Cheyne Islands

Geography
- Location: Penny Strait
- Coordinates: 76°18′N 097°30′W﻿ / ﻿76.300°N 97.500°W
- Archipelago: Queen Elizabeth Islands Arctic Archipelago

Administration
- Canada
- Nunavut: Nunavut
- Region: Qikiqtaaluk

Demographics
- Population: Uninhabited

= Cheyne Islands =

Island group in Nunavut, Canada

The uninhabited Cheyne Islands are members of the Queen Elizabeth Islands and the Arctic Archipelago in the Qikiqtaaluk Region of Nunavut, Canada. The group is made up of three islands known as North Island, Middle Island, and South Island.
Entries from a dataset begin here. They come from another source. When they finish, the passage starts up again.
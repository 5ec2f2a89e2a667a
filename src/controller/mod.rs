// Controller metadata is primarily provided through macros:
// - #[controller(prefix = "...", name_prefix = "...")] records class-level metadata
// - #[routes] records every method of an impl block along with its verb annotations
//
// The macros generate ControllerMeta and ControllerActions implementations; together
// they make the type a RestController whose descriptor() feeds the route readers.

use crate::annotation::Annotation;
use serde::{Deserialize, Serialize};
use std::path::{Path, PathBuf};

/// Static description of a controller type.
#[derive(Debug, Clone, PartialEq, Eq, Serialize, Deserialize)]
pub struct ControllerDescriptor {
    name: String,
    short_name: String,
    file: PathBuf,
    annotations: Vec<Annotation>,
    methods: Vec<MethodDescriptor>,
}

impl ControllerDescriptor {
    /// `name` may be fully qualified (`app::controllers::PostController`); the short
    /// name is its last path segment.
    pub fn new(name: impl Into<String>, file: impl Into<PathBuf>) -> Self {
        let name = name.into();
        let short_name = name.rsplit("::").next().unwrap_or(&name).to_string();
        Self {
            name,
            short_name,
            file: file.into(),
            annotations: Vec::new(),
            methods: Vec::new(),
        }
    }

    pub fn with_annotation(mut self, annotation: Annotation) -> Self {
        self.annotations.push(annotation);
        self
    }

    pub fn with_annotations(mut self, annotations: impl IntoIterator<Item = Annotation>) -> Self {
        self.annotations.extend(annotations);
        self
    }

    pub fn with_method(mut self, method: MethodDescriptor) -> Self {
        self.methods.push(method);
        self
    }

    pub fn with_methods(mut self, methods: impl IntoIterator<Item = MethodDescriptor>) -> Self {
        self.methods.extend(methods);
        self
    }

    pub fn name(&self) -> &str {
        &self.name
    }

    pub fn short_name(&self) -> &str {
        &self.short_name
    }

    pub fn file(&self) -> &Path {
        &self.file
    }

    pub fn annotations(&self) -> &[Annotation] {
        &self.annotations
    }

    pub fn methods(&self) -> &[MethodDescriptor] {
        &self.methods
    }

    pub fn public_methods(&self) -> impl Iterator<Item = &MethodDescriptor> {
        self.methods.iter().filter(|method| method.is_public())
    }
}

#[derive(Debug, Clone, PartialEq, Eq, Serialize, Deserialize)]
pub struct MethodDescriptor {
    name: String,
    public: bool,
    params: Vec<String>,
    annotations: Vec<Annotation>,
}

impl MethodDescriptor {
    /// A public method without arguments or annotations
    pub fn new(name: impl Into<String>) -> Self {
        Self {
            name: name.into(),
            public: true,
            params: Vec::new(),
            annotations: Vec::new(),
        }
    }

    pub fn private(mut self) -> Self {
        self.public = false;
        self
    }

    pub fn with_visibility(mut self, public: bool) -> Self {
        self.public = public;
        self
    }

    pub fn with_params<I, P>(mut self, params: I) -> Self
    where
        I: IntoIterator<Item = P>,
        P: Into<String>,
    {
        self.params.extend(params.into_iter().map(Into::into));
        self
    }

    pub fn with_annotation(mut self, annotation: Annotation) -> Self {
        self.annotations.push(annotation);
        self
    }

    pub fn name(&self) -> &str {
        &self.name
    }

    pub fn is_public(&self) -> bool {
        self.public
    }

    /// Argument names, `self` excluded
    pub fn params(&self) -> &[String] {
        &self.params
    }

    pub fn annotations(&self) -> &[Annotation] {
        &self.annotations
    }
}

/// Class-level metadata, generated by `#[controller]`.
pub trait ControllerMeta {
    fn type_name() -> &'static str;
    fn file() -> &'static str;
    fn class_annotations() -> Vec<Annotation>;
}

/// Method-level metadata, generated by `#[routes]`.
pub trait ControllerActions {
    fn methods() -> Vec<MethodDescriptor>;
}

/// A controller whose full descriptor is known at compile time.
pub trait RestController {
    fn descriptor() -> ControllerDescriptor;
}

impl<T: ControllerMeta + ControllerActions> RestController for T {
    fn descriptor() -> ControllerDescriptor {
        ControllerDescriptor::new(T::type_name(), T::file())
            .with_annotations(T::class_annotations())
            .with_methods(T::methods())
    }
}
Located approximately 5 km off eastern Bathurst Island, they are situated near Reindeer Bay within western Penny Strait.

==Geography==
These small alluvial islands, approximately 7 km in size, with an elevation up to 3 m above sea level, are characterized by barrens and rocky flats.

==Flora==
Moss can be found growing on the Middle and South islands.

==Fauna==
They are a Canadian Important Bird Area (#NU049) and a Key Migratory Bird Terrestrial Habitat site (NU site 5). Notable bird species include Ross's gull and northern common eider.